# Is there another 12v plug that I'm not seeing?



## larlar75 (Apr 30, 2015)

Hello I just got the blue Cruze RS like in the site banner and I was just wondering if there's more than one 12v & USB port? I have a radar detector that has a RJ-11 port to 12v plug, and then I have my dash cam that does both USB & 12v, then I have my phone charger which is usually USB to 12v plug @ 2.1A

In my 2012 Cruze I had two 12v plugs & my USB port that I plug my music thumb drive into. The radar detector was plugged in the console 12v port and the dashcam was wired to the back 12v port which had a 3 port USB adapter so I could charge my phone as well

Unfortunately the ONE problem I have with my new Cruze is the a major problem of me having to choose between running my dashcam in my lone USB port and sacrifice my music, or in the lone 12v port and sacrifice my radar detector which just isn't cutting it. I ordered a 12v adapter that plugs in and lets you have a 12v plug with 2 USB ports on the side of it but I'm worried me running my radar, dash cam, and charging my phone off of it will blow it out..


----------



## chevrasaki (May 1, 2015)

larlar75 said:


> Hello I just got the blue Cruze RS like in the site banner and I was just wondering if there's more than one 12v & USB port? I have a radar detector that has a RJ-11 port to 12v plug, and then I have my dash cam that does both USB & 12v, then I have my phone charger which is usually USB to 12v plug @ 2.1A
> 
> In my 2012 Cruze I had two 12v plugs & my USB port that I plug my music thumb drive into. The radar detector was plugged in the console 12v port and the dashcam was wired to the back 12v port which had a 3 port USB adapter so I could charge my phone as well
> 
> Unfortunately the ONE problem I have with my new Cruze is the a major problem of me having to choose between running my dashcam in my lone USB port and sacrifice my music, or in the lone 12v port and sacrifice my radar detector which just isn't cutting it. I ordered a 12v adapter that plugs in and lets you have a 12v plug with 2 USB ports on the side of it but I'm worried me running my radar, dash cam, and charging my phone off of it will blow it out..
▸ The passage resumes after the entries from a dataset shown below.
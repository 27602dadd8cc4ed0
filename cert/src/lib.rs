//! Certifier registry.
//!
//! Certifiers form the chain's council: they are the only accounts allowed
//! to propose certifier membership changes, and their governance proposals
//! skip the deposit period.

pub mod error;
pub mod genesis;
pub mod keeper;
pub mod proposal;

pub use error::CertError;
pub use genesis::CertGenesis;
pub use keeper::{CertKeeper, Certifier};
pub use proposal::{AddOrRemove, CertifierUpdateProposal};

pub const MODULE_NAME: &str = "cert";
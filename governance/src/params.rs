//! Governance parameters.
//!
//! Thresholds are basis points (10_000 = 100%) so the tally stays in
//! integer arithmetic.

use serde::{Deserialize, Serialize};

use shentu_types::{Coin, Coins};

use crate::error::GovError;

/// 1 CTK in uctk.
const CTK: u128 = 1_000_000;
const DAY_SECS: u64 = 24 * 3600;

#[derive(Clone, Debug, PartialEq, Eq, Serialize, Deserialize)]
pub struct DepositParams {
    /// Total deposit that moves a proposal into the voting period.
    pub min_deposit: Coins,
    /// Deposit a non-council proposer must attach when submitting.
    pub min_initial_deposit: Coins,
    /// How long a proposal may wait for deposits before it is dropped.
    pub max_deposit_period_secs: u64,
}

#[derive(Clone, Debug, PartialEq, Eq, Serialize, Deserialize)]
pub struct VotingParams {
    pub voting_period_secs: u64,
}

#[derive(Clone, Debug, PartialEq, Eq, Serialize, Deserialize)]
pub struct TallyParams {
    /// Minimum share of total voting power that must vote.
    pub quorum_bps: u32,
    /// Share of non-abstaining power voting Yes needed to pass.
    pub threshold_bps: u32,
    /// Share of NoWithVeto power that vetoes the proposal.
    pub veto_bps: u32,
}

#[derive(Clone, Debug, PartialEq, Eq, Serialize, Deserialize)]
pub struct GovParams {
    pub deposit: DepositParams,
    pub voting: VotingParams,
    pub tally: TallyParams,
}

impl Default for GovParams {
    fn default() -> Self {
        Self {
            deposit: DepositParams {
                min_deposit: Coins::from_coin(Coin::uctk(512 * CTK)),
                // Current bar for initial deposits is 0 CTK.
                min_initial_deposit: Coins::empty(),
                max_deposit_period_secs: 14 * DAY_SECS,
            },
            voting: VotingParams {
                voting_period_secs: 14 * DAY_SECS,
            },
            tally: TallyParams {
                quorum_bps: 3340,
                threshold_bps: 5000,
                veto_bps: 3340,
            },
        }
    }
}

impl GovParams {
    pub fn validate(&self) -> Result<(), GovError> {
        self.deposit.min_deposit.validate()?;
        self.deposit.min_initial_deposit.validate()?;
        if self.deposit.min_deposit.is_zero() {
            return Err(GovError::InvalidGenesis("min deposit must be positive".to_string()));
        }
        if self.deposit.max_deposit_period_secs == 0 || self.voting.voting_period_secs == 0 {
            return Err(GovError::InvalidGenesis("periods must be positive".to_string()));
        }
        let t = &self.tally;
        for (name, bps) in [
            ("quorum", t.quorum_bps),
            ("threshold", t.threshold_bps),
            ("veto", t.veto_bps),
        ] {
            if bps > 10_000 {
                return Err(GovError::InvalidGenesis(format!(
                    "{name} must not exceed 10000 basis points, got {bps}"
                )));
            }
        }
        if t.threshold_bps == 0 || t.veto_bps == 0 {
            return Err(GovError::InvalidGenesis(
                "threshold and veto must be positive".to_string(),
            ));
        }
        Ok(())
    }
}
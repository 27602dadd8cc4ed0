//! Storage for Shentu keepers.
//!
//! Every backend implements [`KvStore`]. Keepers never touch a backend
//! directly: each gets a [`PrefixStore`] namespaced under its module name
//! over one shared backend, and stores bincode-encoded values through it.

pub mod error;
pub mod kv;
pub mod memory;
pub mod prefix;

pub use error::StoreError;
pub use kv::KvStore;
pub use memory::{Checkpoint, MemoryStore};
pub use prefix::PrefixStore;
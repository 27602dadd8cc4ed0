//! Contract VM state for the Shentu chain.
//!
//! The VM itself runs elsewhere; this crate owns what it persists. Contract
//! accounts (code, permissions, metadata links), per-contract storage, ABIs,
//! and the gas rate live here, while account balances stay in the bank and
//! are read through it in uctk.
//!
//! Writes made while executing go through a [`CallFrame`] and reach the
//! keeper only when the frame is synced.

pub mod cache;
pub mod error;
pub mod genesis;
pub mod keeper;
pub mod permission;
pub mod state;
pub mod types;

pub use cache::CallFrame;
pub use error::CvmError;
pub use genesis::GenesisState;
pub use keeper::{CvmKeeper, KeeperState};
pub use permission::{AccountPermissions, BasePermissions, PermFlags};
pub use state::{StateReader, StateWriter};
pub use types::{Account, Contract, ContractMeta, Metadata, StorageEntry, Word256};

pub const MODULE_NAME: &str = "cvm";
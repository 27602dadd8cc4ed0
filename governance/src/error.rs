use thiserror::Error;

#[derive(Debug, Error)]
pub enum GovError {
    #[error("unknown proposal {0}")]
    UnknownProposal(u64),

    #[error("inactive proposal {0}")]
    InactiveProposal(u64),

    #[error("insufficient initial deposits amount: {initial}, minimum: {minimum}")]
    InsufficientInitialDeposit { initial: u128, minimum: u128 },

    #[error("invalid proposal content: {0}")]
    InvalidProposalContent(String),

    #[error("invalid governance genesis: {0}")]
    InvalidGenesis(String),

    #[error("unrecognized gov message type: {0}")]
    UnknownRequest(String),

    #[error("invalid message: {0}")]
    InvalidMessage(String),

    #[error(transparent)]
    Cert(#[from] shentu_cert::CertError),

    #[error(transparent)]
    Upgrade(#[from] shentu_upgrade::UpgradeError),

    #[error(transparent)]
    Bank(#[from] shentu_bank::BankError),

    #[error(transparent)]
    Types(#[from] shentu_types::TypesError),

    #[error("store error: {0}")]
    Store(#[from] shentu_store::StoreError),
}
You shouldn't have any issue with blowing a fuse, it should be at least 10 amps, if not 15 amp. I'd be a little more concerned if you had a 1,000 watt inverter, a mini fridge, and an air compressor trying to run off the same socket.


----------



## larlar75 (Apr 30, 2015)

Hahaha.. I guess that smashes my next idea of running all of that too  

Thanks for the quick reply


----------



## obermd (Mar 3, 2012)

The 1st generation Cruze 12v sockets are on 25 amp circuits. Since there is a smoker's package available I suspect you also have a 25 amp circuit. It takes quite a bit of amperage to heat up a cigarette lighter.


----------